Per i nomadi tibetani e per le centinaia di migliaia di Uiguri
nel vicino Turkestan orientale il boom economico significa la
scomparsa delle proprie società tradizionali. Per
assicurarsi le materie prime la Cina promuove l'insediamento di
cinesi Han, come anche la costruzione di dighe, oleodotti,
gasdotti, e collegamenti ferroviari. A causa dello sfruttamento
della natura sempre più Tibetani ed Uiguri perdono le basi
per la propria sopravvivenza. Allo stesso tempo in entrambe le
regioni le autorità cinesi inaspriscono anche la
repressione nei confronti delle popolazioni tradizionali
stanziali per assicurarsi il controllo nel lungo periodo sulle
risorse. Anche in Birmania o in Indonesia il disboscamento
selvaggio praticato per sostenere il boom economico cinese, porta
alla distruzione della base vitale di centinaia di migliaia di
appartenenti alle popolazioni indigene. Per sostenere la fame
cinese di materie prime in Birmania vengono abbattuti centinaia
di migliaia di ettari di foresta e in Indonesia si dissodano
grandi aree di foresta tropicale per far posto alle piantagioni
di palma da olio.
Nella Birmania orientale la Cina sta progettando quattro mega
dighe sul fiume Salween: in questa zona vivono più di
100.000 appartenenti alle nazionalità dei Karen, Shan e
Karenni e per questo rischiano la deportazione. Il piccolo gruppo
etnico degli Yintalai che conta solamente 1.000 appartenenti,
rischia anch'esso l'annientamento a causa del megaprogetto, in
quanto il suo spazio vitale verrebbe completamente distrutto. 96
villaggi sul fiume Salween sono già stati forzatamente
evacuati e distrutti. Le mega dighe dovrebbero garantire fino a
16.000 Megawatt che dovrebbero però servire soprattutto a
coprire il fabbisogno energetico della Thailandia. Il progetto
sarà realizzato dall'impresa statale cinese Sinohydro
Corporation insieme alla EGAT, impresa energetica tailandese.

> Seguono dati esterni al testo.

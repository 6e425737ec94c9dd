// Engine configuration: compiled defaults plus the runtime knobs from the
// engine_config table.

use crate::badges::BadgeRegistry;
use crate::calendar::DayBoundary;
use crate::error::ValidationError;
use crate::journal::TREND_EPSILON;
use crate::league::LeaguePolicy;
use crate::EngineSettings;

/// One-time bonus for the very first login
pub const FIRST_LOGIN_BONUS: u64 = 100;

/// One-time bonus per task kind on its first completion
pub const FIRST_TASK_BONUS: u64 = 150;

/// Bonus each time the best streak is raised
pub const BEST_STREAK_BONUS: u64 = 50;

pub const DEFAULT_MAX_COMMIT_ATTEMPTS: u32 = 5;

/// Weeks (ending with the requested one) the weekly trend looks across
pub const DEFAULT_TREND_WINDOW_WEEKS: u32 = 4;

#[derive(Debug, Clone, Copy, PartialEq, Eq)]
pub struct BonusSchedule {
    pub first_login: u64,
    pub first_task: u64,
    pub best_streak_improvement: u64,
}

impl Default for BonusSchedule {
    fn default() -> Self {
        BonusSchedule {
            first_login: FIRST_LOGIN_BONUS,
            first_task: FIRST_TASK_BONUS,
            best_streak_improvement: BEST_STREAK_BONUS,
        }
    }
}

#[derive(Debug, Clone)]
pub struct EngineConfig {
    pub day_boundary: DayBoundary,
    pub league: LeaguePolicy,
    pub badges: BadgeRegistry,
    pub bonuses: BonusSchedule,
    pub max_commit_attempts: u32,
    pub trend_epsilon: f32,
    pub trend_window_weeks: u32,
}

impl Default for EngineConfig {
    fn default() -> Self {
        EngineConfig {
            day_boundary: DayBoundary::UTC,
            league: LeaguePolicy::default(),
            badges: BadgeRegistry::default(),
            bonuses: BonusSchedule::default(),
            max_commit_attempts: DEFAULT_MAX_COMMIT_ATTEMPTS,
            trend_epsilon: TREND_EPSILON,
            trend_window_weeks: DEFAULT_TREND_WINDOW_WEEKS,
        }
    }
}

impl EngineConfig {
    /// Defaults overlaid with the stored settings row
    pub fn from_settings(settings: &EngineSettings) -> Result<Self, ValidationError> {
        if settings.max_commit_attempts == 0 {
            return Err(ValidationError::MalformedPayload("max_commit_attempts must be at least 1".into()));
        }
        Ok(EngineConfig {
            day_boundary: DayBoundary::new(settings.day_boundary_offset_minutes)?,
            max_commit_attempts: settings.max_commit_attempts,
            ..EngineConfig::default()
        })
    }
}
/// Staff grant of one badge, followed by the usual fixed-point pass
pub fn apply_badge_award(config: &EngineConfig, state: &ChildProgress, badge_id: &str) -> Result<Transition> {
    validate_state(state)?;
    let manual = config.badges.grant(state, badge_id)?;

    let mut next = state.clone();
    let mut deltas = ProgressDeltas::default();
    if manual.is_empty() {
        log::debug!("[BADGE] child={} badge={} already held", short_id(&state.id), badge_id);
    } else {
        grant_badges(config, &mut next, &mut deltas, manual);
        let chained = config.badges.evaluate(&next)?;
        grant_badges(config, &mut next, &mut deltas, chained);
    }
    Ok(finish(config, state, next, deltas, None))
}

/// Returns whether the badge pass should run; same-day logins skip it
fn apply_login(
    config: &EngineConfig,
    next: &mut ChildProgress,
    deltas: &mut ProgressDeltas,
    occurred_at: DateTime<Utc>,
) -> Result<bool> {
    let today = calendar::day_key(occurred_at, config.day_boundary);
    let outcome = streak::evaluate_login(next.last_login_day, today, next.current_streak)?;
    deltas.streak = Some(StreakChange { event: outcome.event, from: next.current_streak, to: outcome.new_streak });

    if outcome.clock_anomaly {
        deltas.clock_anomaly = true;
        log::warn!(
            "[LOGIN] clock anomaly child={} last_login={} event_day={} streak={} (ignored)",
            short_id(&next.id),
            next.last_login_day.map(|d| d.to_string()).unwrap_or_default(),
            today,
            next.current_streak
        );
    }
    if outcome.event == StreakEvent::SameDay {
        log::debug!("[LOGIN] same-day child={} streak={}", short_id(&next.id), next.current_streak);
        return Ok(false);
    }

    next.current_streak = outcome.new_streak;
    next.last_login_day = Some(today);
    next.counters.logins = next.counters.logins.saturating_add(1);

    if outcome.event == StreakEvent::FirstLogin && !next.received_first_login_bonus {
        next.received_first_login_bonus = true;
        next.leadership_score = add_score(next.leadership_score, config.bonuses.first_login);
        deltas.first_login_bonus = Some(config.bonuses.first_login);
    }

    if next.current_streak > next.best_streak {
        next.best_streak = next.current_streak;
        // Bonus once per improvement, and only for streak-extending logins
        if outcome.event.extends_streak() {
            next.leadership_score = add_score(next.leadership_score, config.bonuses.best_streak_improvement);
            deltas.best_streak_raised_to = Some(next.best_streak);
        }
    }
    Ok(true)
}

/// Returns whether the flag flipped (replays are no-ops)
fn complete_first_task(
    config: &EngineConfig,
    next: &mut ChildProgress,
    deltas: &mut ProgressDeltas,
    kind: TaskKind,
) -> bool {
    if !next.first_tasks.mark(kind) {
        log::debug!("[TASK] child={} task={} already completed", short_id(&next.id), kind.as_str());
        return false;
    }
    next.leadership_score = add_score(next.leadership_score, config.bonuses.first_task);
    deltas.first_task_completed = Some(kind);
    true
}

fn grant_badges(config: &EngineConfig, next: &mut ChildProgress, deltas: &mut ProgressDeltas, evaluation: BadgeEvaluation) {
    if evaluation.is_empty() {
        return;
    }
    config.badges.apply(next, &evaluation);
    deltas.new_badges.extend(evaluation.newly_granted);
}

fn duplicate_submission(state: &ChildProgress, entry: &JournalEntry) -> Transition {
    log::debug!(
        "[JOURNAL] duplicate submission child={} occurred_on={} (ignored)",
        short_id(&state.id),
        entry.occurred_on
    );
    Transition {
        state: state.clone(),
        deltas: ProgressDeltas { journal_duplicate: true, ..ProgressDeltas::default() },
        journal: None,
    }
}

fn finish(
    config: &EngineConfig,
    before: &ChildProgress,
    next: ChildProgress,
    mut deltas: ProgressDeltas,
    journal: Option<JournalEntry>,
) -> Transition {
    deltas.score_gained = next.leadership_score.saturating_sub(before.leadership_score);
    let league_before = config.league.derive(before.leadership_score);
    let league_after = config.league.derive(next.leadership_score);
    if league_before != league_after {
        deltas.league_change = Some((league_before, league_after));
    }
    deltas.state_changed = next != *before;
    Transition { state: next, deltas, journal }
}

// ==================== PERSISTENCE BOUNDARY ====================

#[derive(Debug, Clone, Copy, PartialEq, Eq)]
pub enum CommitOutcome {
    Committed,
    /// Stored version moved since load; nothing was written
    Conflict,
}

Sinohydro è anche pesantemente coinvolta nella costruzione
della diga di Merowe in Sudan.
Poiché i militari ormai da anni eseguono sistematicamente
sgomberi e reinsediamenti forzati, tre quarti ormai degli 85
villaggi che esistevano nella zona interessata dalla diga di
Weigyi sono stati cancellati dalle cartine. Ancora 28 villaggi
dovranno essere sommersi e i relativi abitanti, circa 35.000
persone, saranno deportati. Nell'area dove scorre il fiume
Salween per circa 2.400 Km. la presenza militare è
drasticamente aumentata. Inizialmente l'esercito birmano
manteneva in quest'area solamente 10 basi: nel frattempo sono
state create 54 postazioni militari difese con artiglieria
pesante. Costretti dai militari i Karen hanno dovuto lavorare
forzatamente alla costruzione dell'infrastruttura stradale, che
è stata anche assicurata con campi minati. La maggior
parte dei Karen che vivono in questa zona particolarmente adatta
alla frutticoltura a causa del terrore dell'esercito sono dovuti
fuggire nella vicina Thailandia, dove vivono in campi profughi in
condizioni umane drammatiche. Ma circa 5.000 Karen sono tutt'ora
nascosti nelle foreste e vivono come possono senza cibo e senza
medicine. Dal 1948 sia i Karen, in maggioranza cristiani, sia
altre nazionalità lottano per avere garantita la promessa
autonomia nella Birmania multietnica. Solamente nella primavera
del 2006 con una nuova offensiva militare la Birmania è
riuscita a cacciare altri 15.000 Karen.
L'organizzazione "Aiutare senza confini" sostiene la causa dei
Birmani di tutte le nazionalità nell'ambito del Burma Day
(www.burmaday.org) che si
terrà il 30 settembre presso l'Accademia europea di
Bolzano. Il tema della manifestazione sarà lo strisciante
genocidio delle minoranze birmane.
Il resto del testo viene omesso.